Sauter le pas. Accepter que le rêve peut devenir réalité. La plupart du temps, une telle révélation semble banale et vidée de son sens premier. Un cliché longtemps utilisé et usé jusqu’à la corde. Pourtant, GDB l’empoigne, s’y accroche ; et, ce faisant, le concrétise sans jamais essayer d’imposer sa vision. Les éclairages sont légers et en lent mouvement, les bribes d’idées demeurent sur des feuilles de papier répandues au sol. Au milieu de ce décor en accord avec la psyché du compositeur, il diffuse ses vœux les plus chers, mais aussi ses blessures et les avertissements nécessaires au cap qu’il va falloir franchir. Humble et naturel, Gaetano Di Benedetto n’hésite pas à se mettre en scène, à développer son processus créatif dans les teintes orangées et nocturnes d’un lieu hors du monde, d’un espace intime et isolé. Dessinant les traits de l’inspiration, « Find My Way » est un sacerdoce spontané et tendre, une consolation face aux lendemains qui déchantent. Car qui sait ce qui peut se produire après, si l’on y croit et que l’on se donne corps et âme ? La réponse tient en un peu plus de deux minutes et nous convainc que, sans tenter, sans s’opposer continuellement aux a priori les plus démagogiques et désuets, on ne peut rien obtenir ni savourer.

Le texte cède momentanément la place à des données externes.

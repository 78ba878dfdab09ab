// Copyright (C) 2026 Fred Clausen
// Use of this source code is governed by an MIT-style
// license that can be found in the LICENSE file or at
// https://opensource.org/licenses/MIT.

use crate::{Action, Actor, AuditEvent, Cause, StateSnapshot};
use clark_domain::{
    AdminId, AnalysisEvent, AnalysisState, ContractId, CustomerId, EntityKind, EntityRef,
};

fn create_test_cause() -> Cause {
    Cause::new(String::from("req-456"), String::from("Customer request"))
}

#[test]
fn test_actor_constructors_set_type() {
    let customer: Actor = Actor::customer(CustomerId::new(42));
    let admin: Actor = Actor::admin(AdminId::new(7));
    let system: Actor = Actor::system("payback_recalculation");

    assert_eq!(customer.id, "42");
    assert_eq!(customer.actor_type, "customer");
    assert_eq!(admin.actor_type, "admin");
    assert_eq!(system.id, "payback_recalculation");
    assert_eq!(system.actor_type, "system");
}

#[test]
fn test_action_creation_with_details() {
    let action: Action = Action::new(
        String::from("fail_analysis"),
        Some(String::from("blurry_scan")),
    );

    assert_eq!(action.name, "fail_analysis");
    assert_eq!(action.details, Some(String::from("blurry_scan")));
}

#[test]
fn test_snapshot_of_nil_state() {
    let snapshot: StateSnapshot = StateSnapshot::of::<AnalysisState>(None);
    assert_eq!(snapshot.state, None);
}

#[test]
fn test_transition_event_records_before_and_after() {
    let event: AuditEvent = AuditEvent::transition(
        Actor::customer(CustomerId::new(42)),
        create_test_cause(),
        EntityRef::contract(ContractId::new(9)),
        AnalysisEvent::RequestAnalysis,
        Some(AnalysisState::DetailsMissing),
        AnalysisState::UnderAnalysis,
    );

    assert_eq!(event.action.name, "request_analysis");
    assert_eq!(event.entity.kind, EntityKind::Contract);
    assert_eq!(event.entity.id, 9);
    assert_eq!(event.before.state.as_deref(), Some("details_missing"));
    assert_eq!(event.after.state.as_deref(), Some("under_analysis"));
}

#[test]
fn test_audit_event_serializes_for_storage() {
    let event: AuditEvent = AuditEvent::new(
        Actor::admin(AdminId::new(1)),
        create_test_cause(),
        Action::new(String::from("complete"), None),
        EntityRef::new(EntityKind::Opportunity, 3),
        StateSnapshot::new(Some(String::from("offer_phase"))),
        StateSnapshot::new(Some(String::from("completed"))),
    );

    let json: String = serde_json::to_string(&event).unwrap();
    let parsed: AuditEvent = serde_json::from_str(&json).unwrap();

    assert_eq!(parsed, event);
    assert!(json.contains("\"kind\":\"opportunity\""));
}

#[test]
fn test_actor_equality() {
    let actor1: Actor = Actor::admin(AdminId::new(5));
    let actor2: Actor = Actor::new(String::from("5"), String::from("admin"));
    let actor3: Actor = Actor::customer(CustomerId::new(5));

    assert_eq!(actor1, actor2);
    assert_ne!(actor1, actor3);
}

[Clip] Watine – Flats and Sharps

La capture de quelques secondes de mouvement. D’une danse, de doigts sur le clavier, dans une atmosphère sonore diluée au creux de l’espace-temps. Il n’y a plus de secondes, de jours, de nuits. Le fil des heures a été délité de la surface de la Terre ; seules demeurent les voix étouffées des êtres perdus dans le néant de l’ignorance, dans le fracas furieux de la déconstuction des convictions. Puis, la décomposition : celle, cristalline, des mélodies, des gestes, de ce qui enfante l’action. Watine, aidée par la réalisation précise de Benjamin Sanchez, s’immerge au cœur de ce qui fait l’art. Elle voyage au gré des surfaces cutanées, des tissus, des touches, des cordes frappées. Elle est la créature veillant sur une dimension nouvelle et inconnue, celle-là même qui efface en un souffle le soi-disant savoir humain. « Flats and Sharps » transperce les couches fragiles de l’instant, étire les sensations et les écoutes. Une liberté créatrice faisant fi du paraître, du cadre trop restreint de la bienséance harmonique ou visuelle. Là n’est que l’atome, le noyau et ce qu’il dissimule. Une naissance, brillante, mystérieuse, envoûtante.

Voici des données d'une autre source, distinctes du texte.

// Copyright (C) 2026 Fred Clausen
// Use of this source code is governed by an MIT-style
// license that can be found in the LICENSE file or at
// https://opensource.org/licenses/MIT.

//! Background jobs.
//!
//! A job carries only primitive identifiers and runs exactly one interactor.
//! Enqueueing is idempotent: a payload that is already pending is not added
//! a second time. A job whose interactor fails with an infrastructure error
//! is retried with a polynomial backoff until `max_attempts` is reached; a
//! job whose interactor returns a failed outcome is not retried. Every
//! failure is recorded as an [`AsyncJobLog`](clark::AsyncJobLog).

use std::sync::Mutex;

use clark::{
    CoreError, ExpireOffers, Finalization, NewAsyncJobLog, Outcome, RecalculatePaybackPoints,
};
use clark_audit::Cause;
use clark_domain::InquiryId;
use serde::{Deserialize, Serialize};
use time::{Duration, OffsetDateTime};
use tracing::{debug, error, info, warn};

use crate::services::Services;

/// Attempts a job gets before it is dropped.
pub const DEFAULT_MAX_ATTEMPTS: u32 = 4;

/// How often the worker polls for due jobs.
pub const DEFAULT_POLL_INTERVAL: std::time::Duration = std::time::Duration::from_secs(5);

/// Background job behaviour.
#[derive(Debug, Clone, Copy, PartialEq, Eq)]
pub struct JobConfig {
    /// Attempts before a failing job is dropped.
    pub max_attempts: u32,
    /// Delay between worker polls.
    pub poll_interval: std::time::Duration,
}

impl Default for JobConfig {
    fn default() -> Self {
        Self {
            max_attempts: DEFAULT_MAX_ATTEMPTS,
            poll_interval: DEFAULT_POLL_INTERVAL,
        }
    }
}

/// Errors raised by the queue itself.
#[derive(Debug, Clone, PartialEq, Eq, thiserror::Error)]
pub enum JobError {
    /// The queue mutex was poisoned by a panicking holder.
    #[error("job queue lock poisoned")]
    LockPoisoned,
    /// A job's arguments could not be encoded.
    #[error("failed to encode job arguments: {0}")]
    Encoding(String),
    /// A job run failed.
    #[error("job {job} failed on attempt {attempt}: {message}")]
    Failed {
        job: &'static str,
        attempt: u32,
        message: String,
    },
}

/// A unit of background work.
#[derive(Debug, Clone, PartialEq, Eq, Hash, Serialize, Deserialize)]
#[serde(tag = "job", rename_all = "snake_case")]
pub enum JobPayload {
    /// Close an inquiry whose categories all have an outcome.
    FinalizeInquiry { inquiry_id: i64 },
    /// Release due payback entries and refresh balances.
    RecalculatePaybackPoints,
    /// Expire active offers past their validity.
    ExpireOffers,
}

impl JobPayload {
    /// The job name recorded in failure logs.
    #[must_use]
    pub const fn name(&self) -> &'static str {
        match self {
            Self::FinalizeInquiry { .. } => "finalize_inquiry",
            Self::RecalculatePaybackPoints => "recalculate_payback_points",
            Self::ExpireOffers => "expire_offers",
        }
    }

    /// The job's arguments as JSON.
    ///
    /// # Errors
    ///
    /// Returns `JobError::Encoding` if serialization fails.
    pub fn arguments(&self) -> Result<String, JobError> {
        serde_json::to_string(self).map_err(|err| JobError::Encoding(err.to_string()))
    }

    fn cause(&self) -> Cause {
        Cause::new(
            format!("job:{}", self.name()),
            format!("Background job {}", self.name()),
        )
    }
}

/// Delay before retry number `attempts + 1`, in the delayed-job style.
#[must_use]
pub fn retry_delay(attempts: u32) -> Duration {
    Duration::seconds(i64::from(attempts).saturating_pow(4).saturating_add(5))
}

/// A job waiting in the queue.
#[derive(Debug, Clone, PartialEq, Eq)]
pub struct QueuedJob {
    pub payload: JobPayload,
    /// Failed attempts so far.
    pub attempts: u32,
    /// Earliest time the job may run.
    pub run_at: OffsetDateTime,
}

/// An in-process queue of pending jobs.
#[derive(Debug, Default)]
pub struct JobQueue {
    jobs: Mutex<Vec<QueuedJob>>,
}

impl JobQueue {
    /// Creates an empty queue.
    #[must_use]
    pub fn new() -> Self {
        Self::default()
    }

    fn lock(&self) -> Result<std::sync::MutexGuard<'_, Vec<QueuedJob>>, JobError> {
        self.jobs.lock().map_err(|_| JobError::LockPoisoned)
    }

    /// Adds `payload` to run at `now`, unless the same payload is pending.
    ///
    /// Returns whether the job was added.
    ///
    /// # Errors
    ///
    /// Returns `JobError::LockPoisoned` if the queue is unusable.
    pub fn enqueue(&self, payload: JobPayload, now: OffsetDateTime) -> Result<bool, JobError> {
        let mut jobs = self.lock()?;
        if jobs.iter().any(|job| job.payload == payload) {
            debug!(job = payload.name(), "job already pending");
            return Ok(false);
        }
        info!(job = payload.name(), "job enqueued");
        jobs.push(QueuedJob {
            payload,
            attempts: 0,
            run_at: now,
        });
        Ok(true)
    }

    /// Returns a snapshot of the pending jobs.
    ///
    /// # Errors
    ///
    /// Returns `JobError::LockPoisoned` if the queue is unusable.
    pub fn pending(&self) -> Result<Vec<QueuedJob>, JobError> {
        Ok(self.lock()?.clone())
    }

    /// Removes and returns the earliest job due at `now`.
    ///
    /// Jobs that are not taken stay queued, so a runner that stops part-way
    /// through a pass leaves the rest for the next one.
    ///
    /// # Errors
    ///
    /// Returns `JobError::LockPoisoned` if the queue is unusable.
    pub fn take_next_due(&self, now: OffsetDateTime) -> Result<Option<QueuedJob>, JobError> {
        let mut jobs = self.lock()?;
        let next: Option<usize> = jobs
            .iter()
            .enumerate()
            .filter(|(_, job)| job.run_at <= now)
            .min_by_key(|(_, job)| job.run_at)
            .map(|(index, _)| index);
        Ok(next.map(|index| jobs.remove(index)))
    }

    fn requeue(&self, job: QueuedJob) -> Result<(), JobError> {
        let mut jobs = self.lock()?;
        if !jobs.iter().any(|pending| pending.payload == job.payload) {
            jobs.push(job);
        }
        Ok(())
    }
}

/// What happened to the jobs of one [`JobRunner::run_due`] pass.
#[derive(Debug, Clone, Copy, Default, PartialEq, Eq)]
pub struct JobReport {
    pub succeeded: usize,
    /// Failed and scheduled again.
    pub retried: usize,
    /// Failed for the last time, or failed with an outcome that retrying cannot change.
    pub dropped: usize,
}

enum JobFailure {
    /// Infrastructure failure; another attempt may succeed.
    Retryable(String),
    /// The interactor rejected the work.
    Permanent(String),
}

fn check_outcome<P>(result: Result<Outcome<P>, CoreError>) -> Result<(), JobFailure> {
    match result {
        Ok(outcome) if outcome.successful() => Ok(()),
        Ok(outcome) => Err(JobFailure::Permanent(outcome.errors().join(", "))),
        Err(err) => Err(JobFailure::Retryable(err.to_string())),
    }
}

/// Executes due jobs against the engine's collaborators.
pub struct JobRunner<'a> {
    services: &'a Services,
}

impl<'a> JobRunner<'a> {
    #[must_use]
    pub const fn new(services: &'a Services) -> Self {
        Self { services }
    }

    /// Runs every job due at `now` once.
    ///
    /// # Errors
    ///
    /// Returns `JobError::LockPoisoned` if the queue is unusable. The job in
    /// flight is put back first; jobs not yet taken were never removed.
    pub fn run_due(&self, now: OffsetDateTime) -> Result<JobReport, JobError> {
        let mut report: JobReport = JobReport::default();
        while let Some(job) = self.services.jobs.take_next_due(now)? {
            match self.execute(&job.payload, now) {
                Ok(()) => {
                    info!(job = job.payload.name(), attempt = job.attempts + 1, "job succeeded");
                    report.succeeded += 1;
                }
                Err(failure) => match self.handle_failure(&job, failure, now) {
                    Ok(true) => report.retried += 1,
                    Ok(false) => report.dropped += 1,
                    Err(err) => {
                        if let Err(restore_err) = self.services.jobs.requeue(job.clone()) {
                            error!(
                                job = job.payload.name(),
                                error = %restore_err,
                                "job lost after failed retry bookkeeping"
                            );
                        }
                        return Err(err);
                    }
                },
            }
        }
        Ok(report)
    }

    fn execute(&self, payload: &JobPayload, now: OffsetDateTime) -> Result<(), JobFailure> {
        let services: &Services = self.services;
        match payload {
            JobPayload::FinalizeInquiry { inquiry_id } => check_outcome(
                Finalization::new(
                    services.inquiries.as_ref(),
                    services.notifier.as_ref(),
                    services.reporter.as_ref(),
                )
                .call(InquiryId::new(*inquiry_id), payload.cause()),
            ),
            JobPayload::RecalculatePaybackPoints => check_outcome(
                RecalculatePaybackPoints::new(services.payback.as_ref()).call(now),
            ),
            JobPayload::ExpireOffers => check_outcome(
                ExpireOffers::new(services.offers.as_ref()).call(now, payload.cause()),
            ),
        }
    }

    /// Records the failure and requeues the job if it may run again.
    ///
    /// Returns whether the job was requeued.
    fn handle_failure(
        &self,
        job: &QueuedJob,
        failure: JobFailure,
        now: OffsetDateTime,
    ) -> Result<bool, JobError> {
        let attempt: u32 = job.attempts + 1;
        let (message, retryable): (String, bool) = match failure {
            JobFailure::Retryable(message) => (message, true),
            JobFailure::Permanent(message) => (message, false),
        };
        let error: JobError = JobError::Failed {
            job: job.payload.name(),
            attempt,
            message: message.clone(),
        };
        warn!(job = job.payload.name(), attempt, error = %message, "job failed");
        self.services.reporter.capture("background job", &error);

        let arguments: String = job
            .payload
            .arguments()
            .unwrap_or_else(|_| format!("{:?}", job.payload));
        let log: NewAsyncJobLog = NewAsyncJobLog {
            job_name: job.payload.name().to_string(),
            arguments,
            attempt,
            error: message,
        };
        if let Err(err) = self.services.job_log.record_job_failure(log) {
            self.services.reporter.capture("job failure log", &err);
        }

        if !retryable || attempt >= self.services.config.jobs.max_attempts {
            warn!(job = job.payload.name(), attempt, "job dropped");
            return Ok(false);
        }
        let run_at: OffsetDateTime = now + retry_delay(attempt);
        debug!(job = job.payload.name(), attempt, run_at = %run_at, "job rescheduled");
        self.services.jobs.requeue(QueuedJob {
            payload: job.payload.clone(),
            attempts: attempt,
            run_at,
        })?;
        Ok(true)
    }
}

[Clip] Marc-Antoine Perrio – Mentir

L’ambiance est brûlante, étouffante. Derrière les masques et les parties de visage indécemment découpées à la va-vite, Marc-Antoine Perrio illustre, par la musique et l’image, le propre mensonge dans lequel son personnage s’est conforté. Qu’il détourne le regard pour ne pas se confronter à la solitude de l’être auto-persuasif, ou use des couleurs comme autant de chemins de traverse que l’on emprunte pour ne pas avoir à subir la confrontation, l’être central de « Mentir » sent sa carapace se fissurer, son erreur s’emparer de lui. Défilement des ombres et des teintes, rapides, inexorables. Au milieu de sonorités amusées et souriantes, Marc-Antoine Perrio raconte les aléas de certitudes rapidement consumées. Le titre amplifie les supensions physiques et instrumentales d’un instant T, quand on se persuade que l’évitement est la meilleure solution. Une narration subtile et artistiquement foisonnante, transformant chaque pictogramme en anecdote que le spectateur se doit d’analyser, grâce au chant et aux harmonies, pour en distinguer la vérité ou son opposé. « Mentir » est une confidence éblouissante, une prédiction intelligente des faiblesses du paraître et de la beauté éternelle de l’être.